What about the non-human microbes that make up most of the cells in my body? That’s more complicated. Some colonies are clearly wild, being ephemeral or colonising me after birth. However, many other species have coevolved with humans and are with us from birth passed down from our mothers. I am inclined to include these as reproduced and dispersed and, essentially, restrained by us, and therefore not wild. In contrast, something like the common cold virus seems more closely analogous to the wild pests and weeds that affect our farms.
With the possible exception of our coevolved microbes, my definition draws a clear-cut line between wild and human managed organisms. It sets wild nature as the part of the biological world that is not us, while the species we grow are part of us (part of our extended phenotype).
This clear definition of wild also lets us describe how many generations something has been wild, or has been removed from the wild. Seedlings are wild when their parent is a planted garden plant and they naturally dispersed to and germinated in a nearby nature reserve. These seedlings are first-generation wild, which will typically have less genetic, and ecological, integrity at a site than the multi-generation wild plants growing around them.

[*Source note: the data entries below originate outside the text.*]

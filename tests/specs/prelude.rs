//! Shared fixtures for CLI specs

use assert_cmd::Command;
use std::path::{Path, PathBuf};
use std::sync::OnceLock;
use tempfile::TempDir;

/// Config with zero-length delays so workflows finish instantly
pub const FAST_CONFIG: &str = r#"
[deploy]
success_probability = 0.9
steps = [
    { name = "Validating Input", duration_ms = 0 },
    { name = "Checking Dependencies", duration_ms = 0 },
    { name = "Installing Packages", duration_ms = 0 },
    { name = "Configuring Bot", duration_ms = 0 },
    { name = "Starting Services", duration_ms = 0 },
]

[timing]
restart = "0s"
update = "0s"
backup = "0s"
logs = "0s"
terminal = "0s"

[monitor]
interval = "10ms"
offline_probability = 0.0
"#;

/// Path to the built `anayat` binary, building it on first use.
///
/// The spec binary lives in `target/<profile>/deps/`, so the CLI binary is
/// two levels up from it.
fn binary() -> &'static Path {
    static BIN: OnceLock<PathBuf> = OnceLock::new();
    BIN.get_or_init(|| {
        let path = target_binary();
        if !path.is_file() {
            let mut build = std::process::Command::new(env!("CARGO"));
            build.args(["build", "--quiet", "-p", "anayat", "--bin", "anayat"]);
            if !cfg!(debug_assertions) {
                build.arg("--release");
            }
            let status = build.status().expect("cargo build");
            assert!(status.success(), "failed to build anayat");
        }
        assert!(path.is_file(), "anayat binary not found at {}", path.display());
        path
    })
}

fn target_binary() -> PathBuf {
    let exe = std::env::current_exe().expect("current exe");
    let mut dir = exe.parent().expect("exe dir").to_path_buf();
    if dir.ends_with("deps") {
        dir.pop();
    }
    dir.join(format!("anayat{}", std::env::consts::EXE_SUFFIX))
}

/// Isolated state directory with a fast config
pub struct StateDir {
    dir: TempDir,
}

impl StateDir {
    pub fn fast() -> Self {
        let state = Self::empty();
        state.file("config.toml", FAST_CONFIG);
        state
    }

    pub fn empty() -> Self {
        Self {
            dir: tempfile::tempdir().unwrap(),
        }
    }

    pub fn path(&self) -> &Path {
        self.dir.path()
    }

    pub fn file(&self, rel: &str, contents: &str) {
        let path = self.path().join(rel);
        if let Some(parent) = path.parent() {
            std::fs::create_dir_all(parent).unwrap();
        }
        std::fs::write(path, contents).unwrap();
    }

    pub fn read(&self, rel: &str) -> String {
        std::fs::read_to_string(self.path().join(rel)).unwrap()
    }

    /// `anayat --state-dir <dir>`
    pub fn anayat(&self) -> Cli {
        let mut cmd = Command::new(binary());
        cmd.arg("--state-dir").arg(self.path());
        cmd.env_remove("ANAYAT_STATE_DIR");
        Cli { cmd }
    }
}

pub struct Cli {
    cmd: Command,
}

impl Cli {
    pub fn args(mut self, args: &[&str]) -> Self {
        self.cmd.args(args);
        self
    }

    fn run(mut self) -> Output {
        let out = self.cmd.output().unwrap();
        Output {
            code: out.status.code(),
            stdout: String::from_utf8_lossy(&out.stdout).into_owned(),
            stderr: String::from_utf8_lossy(&out.stderr).into_owned(),
        }
    }

    /// Run and assert exit code 0
    pub fn passes(self) -> Output {
        let out = self.run();
        assert_eq!(out.code, Some(0), "expected success\n{}", out);
        out
    }

    /// Run and assert a non-zero exit code
    pub fn fails(self) -> Output {
        let out = self.run();
        assert_ne!(out.code, Some(0), "expected failure\n{}", out);
        out
    }
}

pub struct Output {
    pub code: Option<i32>,
    pub stdout: String,
    pub stderr: String,
}

impl Output {
    pub fn stdout_has(self, needle: &str) -> Self {
        assert!(self.stdout.contains(needle), "stdout missing {:?}\n{}", needle, self);
        self
    }

    pub fn stdout_lacks(self, needle: &str) -> Self {
        assert!(!self.stdout.contains(needle), "stdout has {:?}\n{}", needle, self);
        self
    }

    pub fn stderr_has(self, needle: &str) -> Self {
        assert!(self.stderr.contains(needle), "stderr missing {:?}\n{}", needle, self);
        self
    }

    pub fn json(&self) -> serde_json::Value {
        serde_json::from_str(&self.stdout).unwrap_or_else(|e| panic!("bad json: {e}\n{}", self))
    }
}

impl std::fmt::Display for Output {
    fn fmt(&self, f: &mut std::fmt::Formatter<'_>) -> std::fmt::Result {
        writeln!(f, "exit: {:?}", self.code)?;
        writeln!(f, "--- stdout ---\n{}", self.stdout)?;
        write!(f, "--- stderr ---\n{}", self.stderr)
    }
}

In general, populations of organisms that have been wild for hundreds of generations or more, will be more ecologically interesting, genetically diverse, and, for species with bigger brains, culturally more diverse. I also expect the old wild will generally contribute more to long-term to ecosystem functioning and ecosystem resilience.
The wild needs more attention, and more respect. More and more of the natural biological world, and its land and resources and energy flows, are becoming co-opted parts of humanity. We are losing wild, and that makes us all poorer.
Perhaps we’d allow more wild in our world if more of us acknowledged that we are animals, we are part of nature, and our actions determine the fates of our diverse wild companions.